3.5. Transcriptome Analysis of Ginger Rhizomes
Building on the identified key differential hormones between L and S, transcriptome-based screening was carried out to pinpoint the differentially expressed genes associated with these hormones. The rhizomes of L and S during the rhizome bulking stage were selected as test materials for transcriptome analysis. A total of 56,610 shared differentially expressed genes (DEGs) were identified between L and S through transcriptome sequencing (Figure 7B). The differential gene screening criteria were based on |log2 (Fold Change)| > 1 and p-value < 0.05. Figure 7A shows that there were 618 heterogeneous genes in L vs. S during the root and rhizome bulking stages, of which 359 were down-regulated and 259 were up-regulated. To further explore the hormone-related differentially expressed genes, statistics were conducted for auxin, strigolactone, salicylic acid, and cytokinin-related genes (Table 3). There were eight genes related to auxin, four genes related to cytokinin, and three genes related to salicylic acid. Combined with the annotation of transcriptome data and comparison with the whole genome sequence of ginger, the results were as follows after eliminating duplicated genes: five auxin-related genes, including four auxin signaling genes (ZoARF7/23/17, ZoGH3.1) and one transporter protein gene (ZoPIN1b), one cytokinin-responsive regulator gene (ZoARR9) and three salicylate signaling genes (ZoPR1, ZoNPR1, and ZoSABP2).
3.6. Quantitative Real-Time PCR of DEGs
QRT-PCR was used to validate the transcriptome results. The results (Figure 8) show a consistent trend with the RNA-seq data, indicating a high accuracy of the transcriptome data. The expression levels of ZoARF7 and ZoARF23 in the rhizome of L were significantly higher than those in S, showing a positive correlation with rhizome bulking at this stage. Conversely, ZoARF17 and ZoGH3.1 exhibited the opposite pattern. To further clarify the change in the expression of ZoARF7/23 at different growth periods, the expression levels of both at four growth periods were examined using qRT-PCR. As shown in Figure 9, the expression level of ZoARF7/23 reached its peak during the rhizome bulking stage (9–15), with significantly higher levels observed in L than in S (p < 0.01) The overall expression showed a firstly increasing and then decreasing trend, which was positively correlated with the trend of the degree of rhizome bulking. The qRT-PCR results revealed that ZoARF7/23, an auxin-related gene, not only exhibited differential expression between L and S but also displayed expression level changes that paralleled the trend of rhizome bulking.
4. Discussion
4.1. The Influence of Chromosomal Ploidy Variation on Rhizome Bulking
The significant and genetically stable difference in rhizome bulking between L and S provides a foundation for analyzing the regulatory mechanism underlying this phenotypic variation. Karyotype analysis revealed that both L and S share identical karyotype classifications, likely attributed to their shared origin from the same parent plant (Figure 1A). Flow cytometry and karyotype analysis further demonstrated that, unlike the mixoploid L (2n = 2x = 22, 2n = 4x = 44), S is a diploid (2n = 2x = 22) with no tetraploid cells. In potatoes, polyploid potatoes exhibit higher gene content compared to diploid potatoes [29], and the weight and size of individual tubers in tetraploid potatoes are greater than those in diploid potatoes [30], which is similar to the situation observed in L and S. Meanwhile, plants of the same species with different ploidy levels exhibit significant differences in endogenous hormone levels [31] and the expression of hormone-related genes [32]. Therefore, variations in rhizome ploidy may affect endogenous hormone levels and the expression of related genes, thereby influencing the degree of rhizome bulking.

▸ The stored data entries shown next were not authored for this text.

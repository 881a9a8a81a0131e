//! PostgreSQL-backed stores for the workflow engine.
//!
//! This module provides:
//! - Run history (`workflow_events`)
//! - Keyed JSON documents (`documents`)

pub mod documents;
pub mod history;

pub use documents::PgDocumentStore;
pub use history::PgHistoryStore;

/// Returns true if a sqlx error means the database could not be reached.
fn is_connection_error(e: &sqlx::Error) -> bool {
    matches!(
        e,
        sqlx::Error::Io(_) | sqlx::Error::PoolTimedOut | sqlx::Error::PoolClosed
    )
}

4.2. Role of Auxin, Cytokinin, and Salicylic Acid in Rhizome Bulking
Based on hormone level dynamics across growth stages, KEGG pathway enrichment, and OPLS-DA analysis, cytokinins, salicylic acid, and auxin were identified as the primary differential hormones between L and S. As a crucial auxin in plants, the variation in IAA levels has been consistently positively correlated with the degree of rhizome bulking. This observation not only aligns with previous studies on auxin dynamics during ginger rhizome development but is also supported by similar findings in other crops with underground storage organs, such as potato, sugar beet, sweet potato, and cassava (Manihot esculenta) [22,33,34,35,36].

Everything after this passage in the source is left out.